BATON ROUGE, LA (WAFB) - LSU may have clobbered Kent State on the football field Saturday, but it's what happened off the field that some say made LSU look like the losing school.
The Delta Kappa Epsilon fraternity hung a banner from their house on Dalrymple Drive that read, "Getting massacred is nothing new to Kent State." The statement is a reference to the infamous 1970 shootings on the Kent State campus.
The Ohio National Guard opened fire on a group of unarmed students protesting the Vietnam War.
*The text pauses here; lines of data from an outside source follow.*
//! 控制器入站事件
//!
//! 适配层把线上消息翻译成这三类事件，放入控制器的事件队列。

use std::sync::Arc;

use super::session::SwitchSession;

#[derive(Debug, Clone)]
pub enum ControllerEvent {
    ConnectionUp {
        dpid: u64,
        ports: Vec<u16>,
        session: Arc<dyn SwitchSession>,
    },
    /// `session` 为断开的那条连接；交换机已用新连接重连时该事件被忽略
    ConnectionDown {
        dpid: u64,
        session: Arc<dyn SwitchSession>,
    },
    PacketIn {
        dpid: u64,
        in_port: u16,
        data: Vec<u8>,
    },
}
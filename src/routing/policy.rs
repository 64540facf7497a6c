//! 路径选择策略
//!
//! 策略在启动时选定一次；选择器自身持有轮询计数器与随机数发生器，
//! 不使用全局状态。

use std::fmt;
use std::str::FromStr;

use rand::rngs::StdRng;
use rand::seq::SliceRandom;
use rand::SeedableRng;
use serde::{Deserialize, Serialize};

use super::ecmp::Path;
use crate::error::{Error, Result};

#[derive(Debug, Clone, Copy, Serialize, Deserialize, PartialEq, Eq, Default)]
#[serde(try_from = "String", into = "String")]
pub enum RoutingPolicy {
    RoundRobin,
    Random,
    #[default]
    Hashed,
}

impl RoutingPolicy {
    pub fn as_str(self) -> &'static str {
        match self {
            RoutingPolicy::RoundRobin => "round-robin",
            RoutingPolicy::Random => "random",
            RoutingPolicy::Hashed => "hashed",
        }
    }
}

impl fmt::Display for RoutingPolicy {
    fn fmt(&self, f: &mut fmt::Formatter<'_>) -> fmt::Result {
        f.write_str(self.as_str())
    }
}

impl FromStr for RoutingPolicy {
    type Err = Error;

    fn from_str(s: &str) -> Result<Self> {
        match s.trim().to_ascii_lowercase().as_str() {
            "round-robin" | "round_robin" | "rr" => Ok(RoutingPolicy::RoundRobin),
            "random" => Ok(RoutingPolicy::Random),
            "hashed" => Ok(RoutingPolicy::Hashed),
            other => Err(Error::Configuration(format!(
                "unknown routing policy `{other}` (expected round-robin, random or hashed)"
            ))),
        }
    }
}

impl TryFrom<String> for RoutingPolicy {
    type Error = Error;

    fn try_from(s: String) -> Result<Self> {
        s.parse()
    }
}

impl From<RoutingPolicy> for String {
    fn from(p: RoutingPolicy) -> String {
        p.as_str().to_string()
    }
}

/// 带状态的路径选择器
#[derive(Debug)]
pub enum PathSelector {
    RoundRobin { next: usize },
    Random { rng: StdRng },
    Hashed,
}

impl PathSelector {
    pub fn new(policy: RoutingPolicy) -> Self {
        match policy {
            RoutingPolicy::RoundRobin => PathSelector::RoundRobin { next: 0 },
            RoutingPolicy::Random => PathSelector::Random {
                rng: StdRng::from_entropy(),
            },
            RoutingPolicy::Hashed => PathSelector::Hashed,
        }
    }

    /// 随机策略使用固定种子，便于复现实验
    pub fn with_seed(policy: RoutingPolicy, seed: u64) -> Self {
        match policy {
            RoutingPolicy::Random => PathSelector::Random {
                rng: StdRng::seed_from_u64(seed),
            },
            other => PathSelector::new(other),
        }
    }

    pub fn policy(&self) -> RoutingPolicy {
        match self {
            PathSelector::RoundRobin { .. } => RoutingPolicy::RoundRobin,
            PathSelector::Random { .. } => RoutingPolicy::Random,
            PathSelector::Hashed => RoutingPolicy::Hashed,
        }
    }

    /// 从等长路径集合中选出一条；集合为空时返回 `None`。
    pub fn select<'a>(&mut self, paths: &'a [Path], flow_hash: u32) -> Option<&'a Path> {
        if paths.is_empty() {
            return None;
        }
        let n = paths.len();
        match self {
            PathSelector::RoundRobin { next } => {
                let path = &paths[*next % n];
                *next = next.wrapping_add(1);
                Some(path)
            }
            PathSelector::Random { rng } => paths.choose(rng),
            PathSelector::Hashed => {
                // 按节点名序列排序，使选择与扩展顺序无关
                let mut sorted: Vec<&Path> = paths.iter().collect();
                sorted.sort_by_cached_key(|p| p.iter().map(|n| n.name()).collect::<Vec<_>>());
                Some(sorted[flow_hash as usize % n])
            }
        }
    }
}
Four were killed and nine others wounded.
The picture quickly spread on social media sites like Facebook and Twitter, prompting a response from Kent State spokesman Eric Mansfield:
May 4, 1970 was a watershed moment for the country and especially the Kent State family. We lost four students that day while nine others were wounded and countless others were changed forever.
We take offense to the actions of a few people last night who created an inappropriate sign and distracted from the athletic contest on the field.
Our new May 4 Visitor Center, which opened less than a year ago, is another way in which Kent State is inviting the country to gain perspective on what happened 43 years ago and apply its meaning to the future.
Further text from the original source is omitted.